Thierry Lentz: « En vainquant Napoléon,

Londres s’est offert un siècle de domination mondiale... »

Pour Napoléon

Pour Napoléon, Éditions Perrin, 2021.

 

Certains réflexes claniques du Corse Bonaparte (népotisme, etc...) ont-ils contribué à la perte de Napoléon?

L’argument « clanique » a été utilisé notamment par les royalistes, Louis XVIII en tête, pour dévaloriser la politique familiale de Napoléon. Il est vrai qu’il a sans doute exagéré sur ce point, en confiant des trônes importants pour son système à ses frères les plus jeunes et incapables, Louis et Jérôme. Sans doute les traditions corses ont-elles joué. Ceci étant dit, l’essaimage des Bonaparte en Europe n’est comparable à celui des Habsbourg ou des Bourbons, voire par la mainmise de certaines familles dans la monarchie d’ancien régime, comme les Colbert sous Louis XIV. On le voit, corse ou non, le tropisme familial a toujours joué… et joue encore aujourd’hui.

 

« Sans doute a-t-il exagéré, en confiant

des trônes importants pour son système à ses frères

les plus jeunes et incapables. »

 

Napoléon a-t-il perdu pied après Tilsit, comme enivré à son apogée?

Après Tilsit et la victoire sur la Russie, Napoléon avait une grande liberté de choix pour la suite. Il pouvait, par exemple, se reposer et peaufiner son système européen. Sans doute, avec un peu de patience, l’Angleterre aurait-elle fini par négocier, la tentative avortée de 1806, qui avait capoté largement par la faute de Napoléon, le prouve. Mais alors qu’il avait assuré la prépondérance française sur le Continent, l’empereur des Français ne s’en contenta pas. L’occasion était trop belle, sa puissance trop grande pour qu’il ne continue pas à s’en servir. Il fit alors de mauvais choix, comme la prise de contrôle de l’Espagne - inutile tant ce pays était un satellite de la France - et l’absence de souplesse dans ses relations avec la Russie alliée.

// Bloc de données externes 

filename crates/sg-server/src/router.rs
//! Axum router construction.

use axum::http::{header, Method};
use axum::middleware;
use axum::routing::get;
use axum::Router;
use tower_http::cors::{Any, CorsLayer};
use tower_http::trace::TraceLayer;

use crate::context::AppContext;
use crate::middleware::request_id::{request_id_middleware, X_REQUEST_ID};
use crate::routes;

/// Build the application router with all routes and middleware layers.
pub fn build_router(ctx: AppContext) -> Router {
    // Browsers need the range headers exposed to drive seeking.
    let cors = CorsLayer::new()
        .allow_origin(Any)
        .allow_methods([Method::GET, Method::HEAD, Method::OPTIONS])
        .allow_headers(Any)
        .expose_headers([
            header::CONTENT_RANGE,
            header::ACCEPT_RANGES,
            header::CONTENT_LENGTH,
            X_REQUEST_ID.clone(),
        ]);

    let api = Router::new()
        .route("/videos", get(routes::videos::list_videos))
        .route("/stream/{resource_id}", get(routes::stream::stream_resource));

    Router::new()
        .route("/health", get(routes::health::health))
        .nest("/api", api)
        .layer(middleware::from_fn(request_id_middleware))
        .layer(cors)
        .layer(TraceLayer::new_for_http())
        .with_state(ctx)
}
//! Token validation.

use sg_core::{ClientIdentity, ResourceId};

use crate::codec::{Signature, TokenCodec};

/// Why a token was rejected. Never sent to clients; see
/// [`sg_core::Error::access_denied`].
#[derive(Debug, Clone, Copy, PartialEq, Eq, thiserror::Error)]
pub enum Denial {
    /// The current time is past the token's expiry.
    #[error("token expired")]
    Expired,
    /// The presented signature does not match the expected one.
    #[error("signature mismatch")]
    BadSignature,
}

impl From<Denial> for sg_core::Error {
    fn from(_: Denial) -> Self {
        sg_core::Error::access_denied()
    }
}

/// Checks presented tokens against the shared secret.
///
/// Validation is a pure function of its inputs plus the secret: nothing is
/// recorded, so a token can be presented any number of times until expiry.
#[derive(Debug, Clone)]
pub struct TokenValidator {
    codec: TokenCodec,
}

impl TokenValidator {
    pub fn new(codec: TokenCodec) -> Self {
        Self { codec }
    }

    /// Validate `token` for the given fields at time `now` (Unix seconds).
    ///
    /// A token is still valid at exactly `expiry` and expired one second
    /// later. Expiry is checked before the signature.
    pub fn validate(
        &self,
        resource: &ResourceId,
        token: &str,
        expiry: u64,
        identity: &ClientIdentity,
        now: u64,
    ) -> Result<(), Denial> {
        if now > expiry {
            return Err(Denial::Expired);
        }

        let provided = Signature::decode(token).ok_or(Denial::BadSignature)?;

        if self.codec.verify(resource, expiry, identity, &provided) {
            Ok(())
        } else {
            Err(Denial::BadSignature)
        }
    }
}
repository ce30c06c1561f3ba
//! HTTP middleware.

pub mod request_id;
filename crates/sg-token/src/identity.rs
//! Client identity policy.
//!
//! The first hop of `X-Forwarded-For` wins, then the transport peer address.
//! Neither source is authenticated: behind NAT or a proxy chain that rewrites
//! the header, legitimate clients can be rejected because the identity they
//! stream from differs from the one the URL was issued to.

use std::net::IpAddr;

use sg_core::ClientIdentity;

/// Lower-case name of the forwarded-for header.
pub const FORWARDED_FOR: &str = "x-forwarded-for";

/// Derive the identity bound into access tokens for a request.
pub fn resolve_identity(forwarded_for: Option<&str>, peer: Option<IpAddr>) -> ClientIdentity {
    if let Some(first) = forwarded_for
        .and_then(|chain| chain.split(',').next())
        .map(str::trim)
        .filter(|hop| !hop.is_empty())
    {
        return ClientIdentity::new(first);
    }

    match peer {
        Some(ip) => ClientIdentity::new(unmap(ip).to_string()),
        None => ClientIdentity::unknown(),
    }
}

/// Dual-stack listeners report IPv4 peers as `::ffff:a.b.c.d`.
fn unmap(ip: IpAddr) -> IpAddr {
    match ip {
        IpAddr::V6(v6) => v6.to_ipv4_mapped().map(IpAddr::V4).unwrap_or(ip),
        v4 => v4,
    }
}
//! Unified error type for streamgate.
//!
//! All crates funnel their failures into [`Error`], which carries enough context
//! for HTTP handlers to derive a status code via [`Error::http_status`].

use std::fmt;

/// Generic message returned for every authorization failure. The concrete
/// reason (expired, bad signature) is only ever logged server-side.
pub const ACCESS_DENIED: &str = "Invalid or expired token. Access denied.";

/// Unified error type covering all failure modes in streamgate.
#[derive(Debug, thiserror::Error)]
pub enum Error {
    /// The requested entity could not be found.
    #[error("{entity} not found: {id}")]
    NotFound {
        /// The kind of entity (e.g. "resource").
        entity: String,
        /// The identifier that was looked up.
        id: String,
    },

    /// The request is not authorized.
    #[error("{0}")]
    Forbidden(String),

    /// The `Range` header could not be parsed.
    #[error("Malformed range: {0}")]
    MalformedRange(String),

    /// The `Range` header is well-formed but falls outside the resource.
    #[error("Range not satisfiable for resource of {size} bytes")]
    UnsatisfiableRange {
        /// Total size of the resource the range was resolved against.
        size: u64,
    },

    /// Input data failed validation.
    #[error("Validation error: {0}")]
    Validation(String),

    /// Configuration could not be loaded or is unusable.
    #[error("Config error: {0}")]
    Config(String),

    /// Media metadata extraction failed.
    #[error("Probe error: {0}")]
    Probe(String),

    /// An I/O operation failed.
    #[error("IO error: {source}")]
    Io {
        /// The underlying I/O error.
        #[from]
        source: std::io::Error,
    },

    /// Catch-all for unexpected internal errors.
    #[error("Internal error: {0}")]
    Internal(String),
}

impl Error {
    /// Map this error to an appropriate HTTP status code.
    pub fn http_status(&self) -> u16 {
        match self {
            Error::NotFound { .. } => 404,
            Error::Forbidden(_) => 403,
            Error::MalformedRange(_) => 400,
            Error::UnsatisfiableRange { .. } => 416,
            Error::Validation(_) => 400,
            Error::Config(_) => 500,
            Error::Probe(_) => 422,
            Error::Io { .. } => 500,
            Error::Internal(_) => 500,
        }
    }

    /// Convenience constructor for [`Error::NotFound`].
    pub fn not_found(entity: impl Into<String>, id: impl fmt::Display) -> Self {
        Error::NotFound {
            entity: entity.into(),
            id: id.to_string(),
        }
    }

    /// The single authorization failure surfaced to clients.
    pub fn access_denied() -> Self {
        Error::Forbidden(ACCESS_DENIED.to_string())
    }
}

/// Result alias using the crate-level [`Error`].
pub type Result<T> = std::result::Result<T, Error>;
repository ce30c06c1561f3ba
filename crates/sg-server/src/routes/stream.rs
//! Signed-URL streaming endpoint.
//!
//! Per request: authorize, locate, resolve the range, then stream. Every
//! authorization failure yields the same 403 body; the reason is only
//! logged.

use axum::extract::rejection::{PathRejection, QueryRejection};
use axum::extract::{Path, Query, State};
use axum::http::{header, HeaderMap, Method};
use axum::response::Response;
use serde::Deserialize;

use sg_core::{ClientIdentity, Error, ResourceId};
use sg_media::resolve_range;

use crate::context::AppContext;
use crate::error::AppError;
use crate::extract::RequestIdentity;
use crate::middleware::request_id::RequestId;
use crate::streaming::{head_window, serve_window};

/// Query parameters of an access URL. All optional so that a missing one
/// is a 403 rather than an extractor rejection.
#[derive(Debug, Default, Deserialize)]
pub struct StreamQuery {
    pub token: Option<String>,
    pub expires: Option<String>,
    /// Identity the URL was issued to. Informational only.
    pub ip: Option<String>,
}

/// GET /api/stream/{resource_id}
///
/// Path and query rejections are folded into the generic 403: a URL that
/// does not even decode can never have been issued.
pub async fn stream_resource(
    State(ctx): State<AppContext>,
    path: Result<Path<String>, PathRejection>,
    query: Result<Query<StreamQuery>, QueryRejection>,
    RequestIdentity(identity): RequestIdentity,
    RequestId(request_id): RequestId,
    method: Method,
    headers: HeaderMap,
) -> Result<Response, AppError> {
    let (Path(resource_id), Query(query)) = match (path, query) {
        (Ok(path), Ok(query)) => (path, query),
        (Err(e), _) => return Err(undecodable(&identity, &e.body_text(), request_id)),
        (_, Err(e)) => return Err(undecodable(&identity, &e.body_text(), request_id)),
    };

    serve(&ctx, &resource_id, &query, &identity, &method, &headers)
        .await
        .map_err(|e| AppError::new(e).with_request_id(request_id))
}

fn undecodable(identity: &ClientIdentity, reason: &str, request_id: String) -> AppError {
    tracing::warn!(identity = %identity, reason, "access denied: undecodable access URL");
    AppError::new(Error::access_denied()).with_request_id(request_id)
}

async fn serve(
    ctx: &AppContext,
    raw_id: &str,
    query: &StreamQuery,
    identity: &ClientIdentity,
    method: &Method,
    headers: &HeaderMap,
) -> sg_core::Result<Response> {
    let resource_id = authorize(ctx, raw_id, query, identity)?;

    let resource = ctx.store.locate(&resource_id).await?;

    let range_header = headers
        .get(header::RANGE)
        .map(|v| {
            v.to_str()
                .map_err(|_| Error::MalformedRange("range header is not visible ASCII".into()))
        })
        .transpose()?;
    let range = resolve_range(range_header, resource.size).map_err(|e| {
        tracing::debug!(resource = %resource_id, error = %e, "range rejected");
        Error::from(e)
    })?;

    tracing::debug!(
        resource = %resource_id,
        offset = range.offset(),
        len = range.len(),
        partial = range.is_partial(),
        "streaming"
    );
    if *method == Method::HEAD {
        return head_window(&resource, range);
    }
    serve_window(ctx, &resource, range).await
}

/// Check the signed URL against the identity of the current request.
fn authorize(
    ctx: &AppContext,
    raw_id: &str,
    query: &StreamQuery,
    identity: &ClientIdentity,
) -> sg_core::Result<ResourceId> {
    // An id that fails validation can never have been issued.
    let resource_id = ResourceId::parse(raw_id).map_err(|e| {
        tracing::warn!(identity = %identity, error = %e, "access denied: invalid resource id");
        Error::access_denied()
    })?;

    let token = query.token.as_deref().filter(|t| !t.is_empty());
    let expiry = query.expires.as_deref().and_then(|e| e.parse::<u64>().ok());
    let (Some(token), Some(expiry)) = (token, expiry) else {
        tracing::warn!(
            resource = %resource_id,
            identity = %identity,
            "access denied: missing or malformed token parameters"
        );
        return Err(Error::access_denied());
    };

    if let Some(claimed) = query.ip.as_deref() {
        if claimed != identity.as_str() {
            tracing::debug!(
                resource = %resource_id,
                claimed,
                identity = %identity,
                "ip parameter differs from request identity"
            );
        }
    }

    ctx.validator
        .validate(&resource_id, token, expiry, identity, sg_core::unix_now())
        .map_err(|denial| {
            tracing::warn!(
                resource = %resource_id,
                identity = %identity,
                reason = %denial,
                "access denied"
            );
            Error::from(denial)
        })?;

    tracing::debug!(resource = %resource_id, identity = %identity, "authorized");
    Ok(resource_id)
}
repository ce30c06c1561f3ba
//! Media storage.

use std::collections::BTreeMap;
use std::io::SeekFrom;
use std::path::{Path, PathBuf};
use std::pin::Pin;

use async_trait::async_trait;
use tokio::io::{AsyncRead, AsyncReadExt, AsyncSeekExt};

use sg_core::config::StoreConfig;
use sg_core::{Error, ResourceId, Result};

use crate::content_type::guess_content_type;

/// A reader that yields exactly the bytes of one window, then EOF.
pub type WindowReader = Pin<Box<dyn AsyncRead + Send>>;

/// A streamable resource as seen by the store.
#[derive(Debug, Clone, PartialEq, Eq)]
pub struct MediaResource {
    pub id: ResourceId,
    pub location: PathBuf,
    /// Total size in bytes.
    pub size: u64,
    pub content_type: &'static str,
}

/// Storage collaborator for the streaming server.
#[async_trait]
pub trait MediaStore: Send + Sync {
    /// All streamable resources, ordered by id.
    async fn list(&self) -> Result<Vec<MediaResource>>;

    /// Find a resource by id. `Error::NotFound` when it does not exist.
    async fn locate(&self, id: &ResourceId) -> Result<MediaResource>;

    /// Open a reader over `len` bytes starting at `offset`.
    async fn open_window(
        &self,
        resource: &MediaResource,
        offset: u64,
        len: u64,
    ) -> Result<WindowReader>;
}

/// A flat directory of files named `<id>.<ext>`.
#[derive(Debug, Clone)]
pub struct FsStore {
    root: PathBuf,
    extensions: Vec<String>,
}

impl FsStore {
    /// Extensions are matched exactly, without the leading dot. Earlier
    /// entries win when two files share a stem.
    pub fn new(root: impl Into<PathBuf>, extensions: Vec<String>) -> Self {
        let extensions = extensions
            .into_iter()
            .map(|e| e.trim_start_matches('.').to_string())
            .filter(|e| !e.is_empty())
            .collect();
        Self {
            root: root.into(),
            extensions,
        }
    }

    pub fn from_config(config: &StoreConfig) -> Self {
        let root = shellexpand::tilde(&config.root.to_string_lossy()).into_owned();
        Self::new(root, config.extensions.clone())
    }

    pub fn root(&self) -> &Path {
        &self.root
    }

    fn extension_rank(&self, path: &Path) -> Option<usize> {
        let ext = path.extension()?.to_str()?;
        self.extensions.iter().position(|e| e == ext)
    }
}

#[async_trait]
impl MediaStore for FsStore {
    async fn list(&self) -> Result<Vec<MediaResource>> {
        let mut entries = tokio::fs::read_dir(&self.root).await?;
        let mut found: BTreeMap<ResourceId, (usize, MediaResource)> = BTreeMap::new();

        while let Some(entry) = entries.next_entry().await? {
            let path = entry.path();
            let Some(rank) = self.extension_rank(&path) else {
                continue;
            };

            let metadata = match entry.metadata().await {
                Ok(m) if m.is_file() => m,
                Ok(_) => continue,
                Err(e) => {
                    tracing::warn!("Skipping {}: {e}", path.display());
                    continue;
                }
            };

            let Some(stem) = path.file_stem().and_then(|s| s.to_str()) else {
                continue;
            };
            let id = match ResourceId::parse(stem) {
                Ok(id) => id,
                Err(e) => {
                    tracing::warn!("Skipping {}: {e}", path.display());
                    continue;
                }
            };

            let resource = MediaResource {
                id: id.clone(),
                content_type: guess_content_type(&path),
                location: path,
                size: metadata.len(),
            };

            match found.get(&id) {
                Some((existing, _)) if *existing <= rank => {}
                _ => {
                    found.insert(id, (rank, resource));
                }
            }
        }

        Ok(found.into_values().map(|(_, r)| r).collect())
    }

    async fn locate(&self, id: &ResourceId) -> Result<MediaResource> {
        for ext in &self.extensions {
            let path = self.root.join(format!("{id}.{ext}"));
            match tokio::fs::metadata(&path).await {
                Ok(m) if m.is_file() => {
                    return Ok(MediaResource {
                        id: id.clone(),
                        content_type: guess_content_type(&path),
                        location: path,
                        size: m.len(),
                    });
                }
                Ok(_) => continue,
                Err(e) if e.kind() == std::io::ErrorKind::NotFound => continue,
                Err(e) => return Err(e.into()),
            }
        }
        Err(Error::not_found("resource", id))
    }

    async fn open_window(
        &self,
        resource: &MediaResource,
        offset: u64,
        len: u64,
    ) -> Result<WindowReader> {
        let mut file = match tokio::fs::File::open(&resource.location).await {
            Ok(f) => f,
            Err(e) if e.kind() == std::io::ErrorKind::NotFound => {
                return Err(Error::not_found("resource", &resource.id));
            }
            Err(e) => return Err(e.into()),
        };
        if offset > 0 {
            file.seek(SeekFrom::Start(offset)).await?;
        }
        Ok(Box::pin(file.take(len)))
    }
}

Une sorte d’engrenage, ignoré mais implacable, avait été mis en route.

 

« Napoléon n’a pas su se contenter de la prépondérance

française qu’il avait réalisée en Europe.

Il fit alors de mauvais choix... »

 

The Plumb-pudding in danger

Une des plus célèbres caricatures du temps de Napoléon, réalisée par l’artiste britannique

James Gillray en 1805. À gauche, le Premier ministre britannique Pitt Le Jeune, à droite

l’empereur des Français. Le partage du monde n’aura pas lieu...

 

Une grande paix de compromis aurait-elle pu être atteignable entre Français et Britanniques autour de 1807, une position prépondérante - pas forcément hégémonique, un pacte entre puissances s’en serait assuré - en Europe pour les uns, le contrôle des mers et l’accès aux marchés continentaux pour les autres?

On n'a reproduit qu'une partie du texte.